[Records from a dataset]
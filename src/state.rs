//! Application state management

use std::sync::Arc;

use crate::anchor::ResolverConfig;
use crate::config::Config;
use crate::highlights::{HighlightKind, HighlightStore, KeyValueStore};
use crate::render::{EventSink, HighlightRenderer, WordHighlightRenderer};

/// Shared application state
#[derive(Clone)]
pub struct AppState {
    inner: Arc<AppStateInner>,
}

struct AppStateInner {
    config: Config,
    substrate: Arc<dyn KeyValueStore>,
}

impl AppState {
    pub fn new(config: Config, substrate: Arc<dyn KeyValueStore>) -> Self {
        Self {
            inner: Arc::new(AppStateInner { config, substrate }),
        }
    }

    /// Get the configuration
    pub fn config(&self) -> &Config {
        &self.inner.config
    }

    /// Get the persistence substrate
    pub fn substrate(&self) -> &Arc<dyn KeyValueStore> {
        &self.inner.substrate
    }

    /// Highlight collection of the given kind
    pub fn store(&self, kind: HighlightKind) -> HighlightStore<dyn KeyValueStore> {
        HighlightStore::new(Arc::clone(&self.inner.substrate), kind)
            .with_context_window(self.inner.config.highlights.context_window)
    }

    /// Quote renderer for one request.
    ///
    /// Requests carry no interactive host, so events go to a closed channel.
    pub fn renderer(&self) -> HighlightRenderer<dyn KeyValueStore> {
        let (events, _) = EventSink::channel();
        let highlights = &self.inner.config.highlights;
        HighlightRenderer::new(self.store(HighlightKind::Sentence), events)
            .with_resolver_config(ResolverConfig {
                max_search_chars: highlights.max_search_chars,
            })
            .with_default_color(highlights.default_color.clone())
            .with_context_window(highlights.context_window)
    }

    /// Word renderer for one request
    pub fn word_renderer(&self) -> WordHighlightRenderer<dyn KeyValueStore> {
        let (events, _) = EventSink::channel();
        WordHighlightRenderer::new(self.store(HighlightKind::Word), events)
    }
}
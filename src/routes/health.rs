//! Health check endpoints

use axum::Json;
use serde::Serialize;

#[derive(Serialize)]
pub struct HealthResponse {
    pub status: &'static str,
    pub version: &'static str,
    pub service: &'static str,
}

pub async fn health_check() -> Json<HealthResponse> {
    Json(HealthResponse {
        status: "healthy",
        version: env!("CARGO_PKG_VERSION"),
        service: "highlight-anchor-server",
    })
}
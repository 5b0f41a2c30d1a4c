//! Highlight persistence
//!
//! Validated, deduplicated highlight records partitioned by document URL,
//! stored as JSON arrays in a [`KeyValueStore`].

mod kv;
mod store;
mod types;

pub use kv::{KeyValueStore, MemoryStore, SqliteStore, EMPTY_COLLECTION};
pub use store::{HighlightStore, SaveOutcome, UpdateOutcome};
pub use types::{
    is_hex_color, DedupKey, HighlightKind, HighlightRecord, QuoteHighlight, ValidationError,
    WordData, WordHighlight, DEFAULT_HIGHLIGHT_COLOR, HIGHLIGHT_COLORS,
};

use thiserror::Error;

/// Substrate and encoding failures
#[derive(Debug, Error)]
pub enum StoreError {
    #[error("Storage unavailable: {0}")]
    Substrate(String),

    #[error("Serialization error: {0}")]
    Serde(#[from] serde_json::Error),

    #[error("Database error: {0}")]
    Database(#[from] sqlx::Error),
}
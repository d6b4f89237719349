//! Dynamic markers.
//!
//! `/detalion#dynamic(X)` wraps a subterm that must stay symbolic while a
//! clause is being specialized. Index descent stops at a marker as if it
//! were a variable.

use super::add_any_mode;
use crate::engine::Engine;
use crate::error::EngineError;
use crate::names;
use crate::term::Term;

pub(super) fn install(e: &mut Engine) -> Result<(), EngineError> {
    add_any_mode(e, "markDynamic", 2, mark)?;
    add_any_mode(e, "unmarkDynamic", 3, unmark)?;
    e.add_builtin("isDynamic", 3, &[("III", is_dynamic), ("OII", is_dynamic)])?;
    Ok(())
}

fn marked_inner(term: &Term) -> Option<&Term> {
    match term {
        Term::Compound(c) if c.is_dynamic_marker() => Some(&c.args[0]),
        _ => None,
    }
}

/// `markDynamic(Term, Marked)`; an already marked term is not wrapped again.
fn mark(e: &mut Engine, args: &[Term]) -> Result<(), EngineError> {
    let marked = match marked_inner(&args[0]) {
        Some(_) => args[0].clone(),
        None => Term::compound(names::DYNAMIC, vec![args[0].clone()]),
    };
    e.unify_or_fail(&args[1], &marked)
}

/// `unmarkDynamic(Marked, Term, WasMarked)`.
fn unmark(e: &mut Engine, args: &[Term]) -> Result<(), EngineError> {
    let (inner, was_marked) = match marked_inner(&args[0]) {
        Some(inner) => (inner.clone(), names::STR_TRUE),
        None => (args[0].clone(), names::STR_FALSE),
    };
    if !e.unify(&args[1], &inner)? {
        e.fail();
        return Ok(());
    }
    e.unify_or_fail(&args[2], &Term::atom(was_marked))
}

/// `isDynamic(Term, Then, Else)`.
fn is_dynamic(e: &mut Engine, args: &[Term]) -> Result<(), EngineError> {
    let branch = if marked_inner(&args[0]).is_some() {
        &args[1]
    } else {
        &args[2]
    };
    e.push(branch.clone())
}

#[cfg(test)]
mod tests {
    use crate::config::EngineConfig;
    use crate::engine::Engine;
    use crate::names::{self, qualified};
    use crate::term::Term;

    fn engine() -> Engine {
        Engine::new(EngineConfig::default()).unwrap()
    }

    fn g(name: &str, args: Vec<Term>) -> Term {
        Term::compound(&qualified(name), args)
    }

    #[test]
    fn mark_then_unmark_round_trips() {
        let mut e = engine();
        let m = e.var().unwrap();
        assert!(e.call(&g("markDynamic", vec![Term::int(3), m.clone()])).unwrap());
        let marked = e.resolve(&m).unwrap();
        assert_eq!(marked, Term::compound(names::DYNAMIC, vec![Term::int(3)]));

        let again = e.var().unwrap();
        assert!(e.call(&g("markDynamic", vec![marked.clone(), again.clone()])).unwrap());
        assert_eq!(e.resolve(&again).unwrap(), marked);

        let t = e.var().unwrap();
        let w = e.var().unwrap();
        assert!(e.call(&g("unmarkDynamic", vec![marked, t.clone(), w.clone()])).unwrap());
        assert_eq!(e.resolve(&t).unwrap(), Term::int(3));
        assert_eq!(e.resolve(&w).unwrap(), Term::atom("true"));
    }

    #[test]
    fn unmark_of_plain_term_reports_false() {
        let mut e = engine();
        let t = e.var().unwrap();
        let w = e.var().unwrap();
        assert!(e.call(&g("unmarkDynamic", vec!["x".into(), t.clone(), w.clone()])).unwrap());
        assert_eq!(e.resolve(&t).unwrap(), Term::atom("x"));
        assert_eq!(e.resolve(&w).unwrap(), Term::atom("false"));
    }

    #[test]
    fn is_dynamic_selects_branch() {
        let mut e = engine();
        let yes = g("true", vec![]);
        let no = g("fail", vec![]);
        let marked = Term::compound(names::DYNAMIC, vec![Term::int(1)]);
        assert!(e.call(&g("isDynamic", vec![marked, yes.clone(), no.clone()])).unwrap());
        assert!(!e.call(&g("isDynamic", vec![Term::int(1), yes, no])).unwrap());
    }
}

# What the exercise asks
Which lines of the data above contain the string "AppStateInner"? Copy each of them.

# Response
    inner: Arc<AppStateInner>,
struct AppStateInner {
            inner: Arc::new(AppStateInner { config, substrate }),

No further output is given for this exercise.